//! Outbound call scheduling tool.
//!
//! Call times are constrained to "now" (today) or the following calendar
//! day; anything further out is rejected with a validation error before any
//! backend traffic happens.

use chrono::{Local, NaiveDate};
use serde::{Deserialize, Serialize};
use serde_json::{Value, json};

use super::booking::parse_iso_datetime;
use super::{ToolError, dispatch_payload};
use crate::backend::{CallerIdentity, CrmClient};

/// Schedule a call with a contact.
#[derive(Debug, Clone, PartialEq, Serialize, Deserialize)]
#[serde(deny_unknown_fields)]
pub struct CallRequest {
    /// Name of the contact to call.
    pub contact_name: String,
    /// Scheduled call time in ISO format; must fall on today or tomorrow.
    pub call_time: String,
    /// Specific discussion points to address during the call.
    #[serde(default)]
    pub discussion_points: Option<String>,
}

impl CallRequest {
    /// Validate the call window and dispatch the request.
    pub async fn dispatch(
        self,
        crm: &CrmClient,
        identity: &CallerIdentity,
    ) -> Result<Value, ToolError> {
        let when = parse_iso_datetime(&self.call_time).ok_or_else(|| {
            ToolError::Validation(format!(
                "call_time must be ISO formatted (YYYY-MM-DDTHH:MM:SS), got {:?}",
                self.call_time
            ))
        })?;

        validate_call_window(when.date(), Local::now().date_naive())?;

        let payload = json!({
            "user_id": identity.user_id,
            "contact_name": self.contact_name,
            "call_time": when.format("%Y-%m-%dT%H:%M:%S").to_string(),
            "discussion_points": self.discussion_points,
        });

        let outcome = crm.initiate_call(&payload).await?;
        Ok(dispatch_payload(outcome, "accepted"))
    }
}

/// The requested date must be today or the next calendar day.
fn validate_call_window(requested: NaiveDate, today: NaiveDate) -> Result<(), ToolError> {
    let tomorrow = today.succ_opt().unwrap_or(today);
    if requested == today || requested == tomorrow {
        Ok(())
    } else {
        Err(ToolError::Validation(
            "call time must be either now (today) or the next day".to_string(),
        ))
    }
}

#[cfg(test)]
mod tests {
    use super::*;

    fn date(y: i32, m: u32, d: u32) -> NaiveDate {
        NaiveDate::from_ymd_opt(y, m, d).unwrap()
    }

    #[test]
    fn today_is_accepted() {
        assert!(validate_call_window(date(2026, 8, 6), date(2026, 8, 6)).is_ok());
    }

    #[test]
    fn tomorrow_is_accepted() {
        assert!(validate_call_window(date(2026, 8, 7), date(2026, 8, 6)).is_ok());
    }

    #[test]
    fn three_days_out_is_rejected() {
        let err = validate_call_window(date(2026, 8, 9), date(2026, 8, 6)).unwrap_err();
        assert!(matches!(err, ToolError::Validation(_)));
    }

    #[test]
    fn yesterday_is_rejected() {
        assert!(validate_call_window(date(2026, 8, 5), date(2026, 8, 6)).is_err());
    }

    #[test]
    fn month_boundary_tomorrow_is_accepted() {
        assert!(validate_call_window(date(2026, 9, 1), date(2026, 8, 31)).is_ok());
    }

    #[tokio::test]
    async fn far_future_call_rejects_before_dispatch() {
        let request = CallRequest {
            contact_name: "Jordan".into(),
            call_time: "2030-01-01T09:00:00".into(),
            discussion_points: Some("pricing".into()),
        };
        let crm = CrmClient::new("http://127.0.0.1:1");
        let err = request
            .dispatch(&crm, &CallerIdentity::default())
            .await
            .unwrap_err();
        assert!(matches!(err, ToolError::Validation(_)));
    }
}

• _Your instructions_: Repeat the data. Every word must match.

• _Response below_:
//! Outbound call scheduling tool.
//!
//! Call times are constrained to "now" (today) or the following calendar
//! day; anything further out is rejected with a validation error before any
//! backend traffic happens.

use chrono::{Local, NaiveDate};
use serde::{Deserialize, Serialize};
use serde_json::{Value, json};

use super::booking::parse_iso_datetime;
use super::{ToolError, dispatch_payload};
use crate::backend::{CallerIdentity, CrmClient};

/// Schedule a call with a contact.
#[derive(Debug, Clone, PartialEq, Serialize, Deserialize)]
#[serde(deny_unknown_fields)]
pub struct CallRequest {
    /// Name of the contact to call.
    pub contact_name: String,
    /// Scheduled call time in ISO format; must fall on today or tomorrow.
    pub call_time: String,
    /// Specific discussion points to address during the call.
    #[serde(default)]
    pub discussion_points: Option<String>,
}

impl CallRequest {
    /// Validate the call window and dispatch the request.
    pub async fn dispatch(
        self,
        crm: &CrmClient,
        identity: &CallerIdentity,
    ) -> Result<Value, ToolError> {
        let when = parse_iso_datetime(&self.call_time).ok_or_else(|| {
            ToolError::Validation(format!(
                "call_time must be ISO formatted (YYYY-MM-DDTHH:MM:SS), got {:?}",
                self.call_time
            ))
        })?;

        validate_call_window(when.date(), Local::now().date_naive())?;

        let payload = json!({
            "user_id": identity.user_id,
            "contact_name": self.contact_name,
            "call_time": when.format("%Y-%m-%dT%H:%M:%S").to_string(),
            "discussion_points": self.discussion_points,
        });

        let outcome = crm.initiate_call(&payload).await?;
        Ok(dispatch_payload(outcome, "accepted"))
    }
}

/// The requested date must be today or the next calendar day.
fn validate_call_window(requested: NaiveDate, today: NaiveDate) -> Result<(), ToolError> {
    let tomorrow = today.succ_opt().unwrap_or(today);
    if requested == today || requested == tomorrow {
        Ok(())
    } else {
        Err(ToolError::Validation(
            "call time must be either now (today) or the next day".to_string(),
        ))
    }
}

#[cfg(test)]
mod tests {
    use super::*;

    fn date(y: i32, m: u32, d: u32) -> NaiveDate {
        NaiveDate::from_ymd_opt(y, m, d).unwrap()
    }

    #[test]
    fn today_is_accepted() {
        assert!(validate_call_window(date(2026, 8, 6), date(2026, 8, 6)).is_ok());
    }

    #[test]
    fn tomorrow_is_accepted() {
        assert!(validate_call_window(date(2026, 8, 7), date(2026, 8, 6)).is_ok());
    }

    #[test]
    fn three_days_out_is_rejected() {
        let err = validate_call_window(date(2026, 8, 9), date(2026, 8, 6)).unwrap_err();
        assert!(matches!(err, ToolError::Validation(_)));
    }

    #[test]
    fn yesterday_is_rejected() {
        assert!(validate_call_window(date(2026, 8, 5), date(2026, 8, 6)).is_err());
    }

    #[test]
    fn month_boundary_tomorrow_is_accepted() {
        assert!(validate_call_window(date(2026, 9, 1), date(2026, 8, 31)).is_ok());
    }

    #[tokio::test]
    async fn far_future_call_rejects_before_dispatch() {
        let request = CallRequest {
            contact_name: "Jordan".into(),
            call_time: "2030-01-01T09:00:00".into(),
            discussion_points: Some("pricing".into()),
        };
        let crm = CrmClient::new("http://127.0.0.1:1");
        let err = request
            .dispatch(&crm, &CallerIdentity::default())
            .await
            .unwrap_err();
        assert!(matches!(err, ToolError::Validation(_)));
    }
}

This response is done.